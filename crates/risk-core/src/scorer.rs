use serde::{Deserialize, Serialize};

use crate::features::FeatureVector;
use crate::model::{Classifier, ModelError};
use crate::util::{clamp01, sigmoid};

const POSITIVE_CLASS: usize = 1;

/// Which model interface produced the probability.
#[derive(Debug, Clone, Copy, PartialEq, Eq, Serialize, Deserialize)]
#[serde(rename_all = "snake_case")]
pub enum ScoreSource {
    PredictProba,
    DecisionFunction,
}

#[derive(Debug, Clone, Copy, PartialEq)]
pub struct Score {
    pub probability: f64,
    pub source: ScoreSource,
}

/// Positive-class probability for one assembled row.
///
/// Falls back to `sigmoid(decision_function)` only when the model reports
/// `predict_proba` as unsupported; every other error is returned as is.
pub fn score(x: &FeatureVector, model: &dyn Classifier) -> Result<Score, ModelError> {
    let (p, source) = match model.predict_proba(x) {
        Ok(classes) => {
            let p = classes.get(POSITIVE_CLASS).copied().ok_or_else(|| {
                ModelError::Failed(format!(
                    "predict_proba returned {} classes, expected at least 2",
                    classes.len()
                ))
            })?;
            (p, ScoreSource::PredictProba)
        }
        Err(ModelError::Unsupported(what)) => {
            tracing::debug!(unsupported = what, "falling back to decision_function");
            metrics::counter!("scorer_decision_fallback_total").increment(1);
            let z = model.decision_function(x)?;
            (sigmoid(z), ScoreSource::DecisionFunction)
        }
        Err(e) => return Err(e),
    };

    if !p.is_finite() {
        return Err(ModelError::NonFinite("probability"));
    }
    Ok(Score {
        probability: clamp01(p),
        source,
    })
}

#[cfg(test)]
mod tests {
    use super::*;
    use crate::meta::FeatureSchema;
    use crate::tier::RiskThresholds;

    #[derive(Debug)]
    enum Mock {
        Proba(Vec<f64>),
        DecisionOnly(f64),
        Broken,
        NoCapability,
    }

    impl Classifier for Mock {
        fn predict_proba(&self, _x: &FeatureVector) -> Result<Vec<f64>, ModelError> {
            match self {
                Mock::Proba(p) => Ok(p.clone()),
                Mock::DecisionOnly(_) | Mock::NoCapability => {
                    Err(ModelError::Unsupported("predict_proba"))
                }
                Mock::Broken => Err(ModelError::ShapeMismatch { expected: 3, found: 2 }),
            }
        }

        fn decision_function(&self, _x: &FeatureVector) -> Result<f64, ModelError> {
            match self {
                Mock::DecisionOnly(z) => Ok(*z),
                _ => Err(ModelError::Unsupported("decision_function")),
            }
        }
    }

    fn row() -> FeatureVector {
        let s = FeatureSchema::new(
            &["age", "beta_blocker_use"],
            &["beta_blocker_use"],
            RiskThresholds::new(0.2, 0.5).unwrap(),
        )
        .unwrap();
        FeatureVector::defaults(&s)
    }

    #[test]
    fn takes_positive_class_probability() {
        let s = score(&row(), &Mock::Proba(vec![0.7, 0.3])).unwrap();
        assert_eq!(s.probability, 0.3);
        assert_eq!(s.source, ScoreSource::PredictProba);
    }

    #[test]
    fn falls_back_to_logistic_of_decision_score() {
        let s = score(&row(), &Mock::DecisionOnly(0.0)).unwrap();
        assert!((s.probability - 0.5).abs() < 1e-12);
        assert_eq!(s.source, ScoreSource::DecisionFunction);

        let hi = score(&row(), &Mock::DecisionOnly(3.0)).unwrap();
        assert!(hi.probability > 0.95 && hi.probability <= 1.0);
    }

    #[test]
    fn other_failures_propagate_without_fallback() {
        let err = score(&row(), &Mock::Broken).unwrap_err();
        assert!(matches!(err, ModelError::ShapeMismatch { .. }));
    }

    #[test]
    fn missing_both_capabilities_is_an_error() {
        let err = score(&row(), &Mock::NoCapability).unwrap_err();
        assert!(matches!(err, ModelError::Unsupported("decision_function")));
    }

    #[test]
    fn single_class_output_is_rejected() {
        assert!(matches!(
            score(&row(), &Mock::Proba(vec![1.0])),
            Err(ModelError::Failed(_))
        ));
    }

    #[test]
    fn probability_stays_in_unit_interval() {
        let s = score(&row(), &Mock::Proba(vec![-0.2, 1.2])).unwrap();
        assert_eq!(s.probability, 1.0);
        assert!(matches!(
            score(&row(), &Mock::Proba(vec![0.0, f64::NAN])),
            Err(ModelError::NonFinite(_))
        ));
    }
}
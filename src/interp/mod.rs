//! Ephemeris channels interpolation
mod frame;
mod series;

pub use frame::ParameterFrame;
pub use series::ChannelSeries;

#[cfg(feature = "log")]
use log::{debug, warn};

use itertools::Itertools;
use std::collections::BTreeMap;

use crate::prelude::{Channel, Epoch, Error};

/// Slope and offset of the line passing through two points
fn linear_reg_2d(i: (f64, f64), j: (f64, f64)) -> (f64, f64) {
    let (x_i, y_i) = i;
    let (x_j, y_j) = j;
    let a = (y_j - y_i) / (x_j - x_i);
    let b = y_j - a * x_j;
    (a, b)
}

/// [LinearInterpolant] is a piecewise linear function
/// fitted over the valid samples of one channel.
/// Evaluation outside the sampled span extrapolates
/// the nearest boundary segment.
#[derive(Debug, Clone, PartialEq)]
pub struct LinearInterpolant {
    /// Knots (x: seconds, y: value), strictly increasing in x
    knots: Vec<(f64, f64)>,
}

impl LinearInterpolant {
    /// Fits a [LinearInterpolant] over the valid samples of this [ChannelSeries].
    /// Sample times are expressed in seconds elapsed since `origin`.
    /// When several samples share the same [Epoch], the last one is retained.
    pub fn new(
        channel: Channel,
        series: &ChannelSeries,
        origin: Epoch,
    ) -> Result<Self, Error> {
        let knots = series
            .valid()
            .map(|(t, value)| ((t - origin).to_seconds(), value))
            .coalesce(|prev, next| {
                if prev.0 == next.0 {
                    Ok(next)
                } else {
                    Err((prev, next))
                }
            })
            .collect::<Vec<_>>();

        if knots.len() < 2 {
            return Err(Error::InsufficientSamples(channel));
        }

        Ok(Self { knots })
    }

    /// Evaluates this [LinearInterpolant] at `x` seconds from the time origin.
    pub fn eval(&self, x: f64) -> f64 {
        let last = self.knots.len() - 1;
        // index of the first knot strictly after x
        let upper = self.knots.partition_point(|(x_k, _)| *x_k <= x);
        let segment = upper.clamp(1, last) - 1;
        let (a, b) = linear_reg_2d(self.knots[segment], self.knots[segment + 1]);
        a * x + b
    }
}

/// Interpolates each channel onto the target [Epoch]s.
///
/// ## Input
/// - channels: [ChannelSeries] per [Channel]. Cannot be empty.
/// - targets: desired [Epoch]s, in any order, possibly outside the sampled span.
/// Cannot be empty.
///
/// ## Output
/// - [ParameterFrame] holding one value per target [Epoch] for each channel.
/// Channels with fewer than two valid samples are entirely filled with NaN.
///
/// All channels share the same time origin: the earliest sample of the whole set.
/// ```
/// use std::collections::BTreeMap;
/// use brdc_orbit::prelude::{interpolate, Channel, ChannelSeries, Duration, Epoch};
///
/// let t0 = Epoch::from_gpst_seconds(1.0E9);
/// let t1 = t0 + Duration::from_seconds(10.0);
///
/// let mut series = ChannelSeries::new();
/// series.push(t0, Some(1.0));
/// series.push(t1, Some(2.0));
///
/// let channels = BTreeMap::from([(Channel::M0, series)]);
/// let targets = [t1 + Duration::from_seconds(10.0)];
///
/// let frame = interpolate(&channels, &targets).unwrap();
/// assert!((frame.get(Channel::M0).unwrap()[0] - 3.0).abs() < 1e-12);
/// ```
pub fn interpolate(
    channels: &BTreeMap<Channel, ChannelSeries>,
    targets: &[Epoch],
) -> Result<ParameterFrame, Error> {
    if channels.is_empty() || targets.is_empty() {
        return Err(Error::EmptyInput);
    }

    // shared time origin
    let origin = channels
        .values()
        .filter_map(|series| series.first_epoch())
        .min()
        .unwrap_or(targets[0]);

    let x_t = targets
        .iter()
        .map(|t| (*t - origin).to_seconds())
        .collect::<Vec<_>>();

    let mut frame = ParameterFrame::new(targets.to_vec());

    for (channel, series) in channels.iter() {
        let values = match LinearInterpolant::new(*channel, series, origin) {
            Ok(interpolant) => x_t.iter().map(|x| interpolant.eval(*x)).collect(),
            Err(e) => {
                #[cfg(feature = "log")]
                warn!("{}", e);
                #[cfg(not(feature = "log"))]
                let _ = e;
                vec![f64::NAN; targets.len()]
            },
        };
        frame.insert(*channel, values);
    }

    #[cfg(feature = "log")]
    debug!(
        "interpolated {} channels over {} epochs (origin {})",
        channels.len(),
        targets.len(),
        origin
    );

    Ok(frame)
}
● ● ● ● ● ● ●
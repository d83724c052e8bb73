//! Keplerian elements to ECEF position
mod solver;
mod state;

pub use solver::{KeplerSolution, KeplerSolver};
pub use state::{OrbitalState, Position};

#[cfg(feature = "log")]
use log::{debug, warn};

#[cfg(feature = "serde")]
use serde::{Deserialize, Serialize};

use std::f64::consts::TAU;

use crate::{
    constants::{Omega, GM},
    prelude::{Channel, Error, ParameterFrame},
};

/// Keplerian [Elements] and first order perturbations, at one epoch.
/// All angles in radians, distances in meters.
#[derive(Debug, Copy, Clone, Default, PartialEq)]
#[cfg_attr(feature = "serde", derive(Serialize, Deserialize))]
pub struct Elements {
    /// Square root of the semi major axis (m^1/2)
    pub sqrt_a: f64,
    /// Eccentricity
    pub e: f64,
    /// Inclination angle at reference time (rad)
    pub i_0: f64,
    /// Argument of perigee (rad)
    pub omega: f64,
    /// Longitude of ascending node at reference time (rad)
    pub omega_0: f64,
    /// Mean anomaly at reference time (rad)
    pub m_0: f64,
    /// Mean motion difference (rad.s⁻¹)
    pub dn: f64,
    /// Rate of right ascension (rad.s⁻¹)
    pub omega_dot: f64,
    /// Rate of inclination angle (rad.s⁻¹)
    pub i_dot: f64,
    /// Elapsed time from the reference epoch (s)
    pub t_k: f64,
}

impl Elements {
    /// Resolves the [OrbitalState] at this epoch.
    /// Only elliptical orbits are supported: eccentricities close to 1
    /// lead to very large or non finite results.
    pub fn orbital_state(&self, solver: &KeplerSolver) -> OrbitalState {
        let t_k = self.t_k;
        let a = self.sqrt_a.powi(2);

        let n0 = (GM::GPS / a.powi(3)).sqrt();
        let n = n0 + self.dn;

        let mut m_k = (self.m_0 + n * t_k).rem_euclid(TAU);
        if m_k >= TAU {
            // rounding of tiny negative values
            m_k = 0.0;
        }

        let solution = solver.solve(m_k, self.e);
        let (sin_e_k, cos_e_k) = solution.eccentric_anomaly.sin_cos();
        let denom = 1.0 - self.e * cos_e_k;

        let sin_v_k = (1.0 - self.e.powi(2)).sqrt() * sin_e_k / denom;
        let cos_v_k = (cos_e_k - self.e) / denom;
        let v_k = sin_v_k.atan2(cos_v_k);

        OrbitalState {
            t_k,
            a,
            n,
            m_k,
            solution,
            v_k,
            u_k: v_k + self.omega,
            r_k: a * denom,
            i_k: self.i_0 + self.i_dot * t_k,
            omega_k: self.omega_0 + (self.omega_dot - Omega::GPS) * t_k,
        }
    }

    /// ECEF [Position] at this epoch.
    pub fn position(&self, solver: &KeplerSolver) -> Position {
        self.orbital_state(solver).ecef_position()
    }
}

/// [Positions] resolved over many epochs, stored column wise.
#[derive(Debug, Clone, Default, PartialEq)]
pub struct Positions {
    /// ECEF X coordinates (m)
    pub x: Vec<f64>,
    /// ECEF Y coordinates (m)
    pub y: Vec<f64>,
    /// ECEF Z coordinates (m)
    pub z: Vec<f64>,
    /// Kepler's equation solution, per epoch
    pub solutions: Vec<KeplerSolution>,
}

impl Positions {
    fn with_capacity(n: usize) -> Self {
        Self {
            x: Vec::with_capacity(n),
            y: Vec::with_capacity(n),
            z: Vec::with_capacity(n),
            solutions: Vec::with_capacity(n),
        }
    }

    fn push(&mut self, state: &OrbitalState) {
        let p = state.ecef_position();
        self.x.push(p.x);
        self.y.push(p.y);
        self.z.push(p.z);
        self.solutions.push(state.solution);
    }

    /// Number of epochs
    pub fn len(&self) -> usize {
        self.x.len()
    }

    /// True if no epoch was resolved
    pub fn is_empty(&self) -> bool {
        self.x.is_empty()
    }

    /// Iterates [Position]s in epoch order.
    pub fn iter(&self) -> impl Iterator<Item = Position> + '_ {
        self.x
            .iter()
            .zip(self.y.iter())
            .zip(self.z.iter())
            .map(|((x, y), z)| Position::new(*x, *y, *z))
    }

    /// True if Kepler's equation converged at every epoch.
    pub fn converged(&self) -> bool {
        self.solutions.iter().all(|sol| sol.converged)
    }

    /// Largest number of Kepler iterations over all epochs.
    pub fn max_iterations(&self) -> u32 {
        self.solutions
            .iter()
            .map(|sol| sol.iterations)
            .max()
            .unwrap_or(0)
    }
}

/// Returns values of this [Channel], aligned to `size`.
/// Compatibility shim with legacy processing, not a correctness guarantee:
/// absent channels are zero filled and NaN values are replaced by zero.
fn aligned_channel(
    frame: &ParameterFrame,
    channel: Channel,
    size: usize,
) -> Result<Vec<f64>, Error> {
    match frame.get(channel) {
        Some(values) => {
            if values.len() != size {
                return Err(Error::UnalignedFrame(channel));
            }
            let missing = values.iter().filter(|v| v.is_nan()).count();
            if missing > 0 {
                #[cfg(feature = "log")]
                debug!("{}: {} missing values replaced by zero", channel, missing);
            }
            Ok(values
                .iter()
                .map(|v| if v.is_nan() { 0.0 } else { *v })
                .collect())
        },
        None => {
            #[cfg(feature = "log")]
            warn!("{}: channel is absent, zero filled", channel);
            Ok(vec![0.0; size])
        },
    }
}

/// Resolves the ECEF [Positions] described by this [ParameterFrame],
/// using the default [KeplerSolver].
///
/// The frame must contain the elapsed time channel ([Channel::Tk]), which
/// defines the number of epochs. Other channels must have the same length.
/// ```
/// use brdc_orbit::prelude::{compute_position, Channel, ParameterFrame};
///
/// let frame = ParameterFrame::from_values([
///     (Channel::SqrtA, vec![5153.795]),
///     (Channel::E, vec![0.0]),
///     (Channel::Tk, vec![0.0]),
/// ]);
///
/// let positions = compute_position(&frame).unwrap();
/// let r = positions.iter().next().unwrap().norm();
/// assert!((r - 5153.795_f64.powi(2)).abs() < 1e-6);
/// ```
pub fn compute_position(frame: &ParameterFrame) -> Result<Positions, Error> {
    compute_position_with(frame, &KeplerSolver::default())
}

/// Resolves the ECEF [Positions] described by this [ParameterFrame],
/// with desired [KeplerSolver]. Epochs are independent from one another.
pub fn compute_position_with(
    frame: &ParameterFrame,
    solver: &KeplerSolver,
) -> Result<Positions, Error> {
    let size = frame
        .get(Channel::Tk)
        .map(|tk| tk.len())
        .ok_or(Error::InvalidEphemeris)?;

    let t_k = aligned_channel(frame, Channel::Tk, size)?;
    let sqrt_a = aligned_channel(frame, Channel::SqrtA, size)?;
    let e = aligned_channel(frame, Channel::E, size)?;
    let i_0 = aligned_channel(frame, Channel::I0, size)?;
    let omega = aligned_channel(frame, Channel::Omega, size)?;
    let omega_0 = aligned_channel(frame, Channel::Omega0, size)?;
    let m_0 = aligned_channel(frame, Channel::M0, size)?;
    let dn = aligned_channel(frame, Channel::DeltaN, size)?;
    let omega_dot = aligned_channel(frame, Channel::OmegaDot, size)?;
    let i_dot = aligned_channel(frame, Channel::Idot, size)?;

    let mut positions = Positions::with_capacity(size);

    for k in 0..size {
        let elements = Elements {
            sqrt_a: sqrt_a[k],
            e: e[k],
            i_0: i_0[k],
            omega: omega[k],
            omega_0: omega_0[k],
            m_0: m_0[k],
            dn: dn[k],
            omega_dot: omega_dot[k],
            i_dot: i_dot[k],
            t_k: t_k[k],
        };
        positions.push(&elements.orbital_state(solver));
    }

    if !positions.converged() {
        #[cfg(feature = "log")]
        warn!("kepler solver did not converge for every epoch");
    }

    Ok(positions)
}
● ● ● ● ● ● ●
What this task involves:
Your answer should be one number: how many lines above include the word "last".

Answer box:
3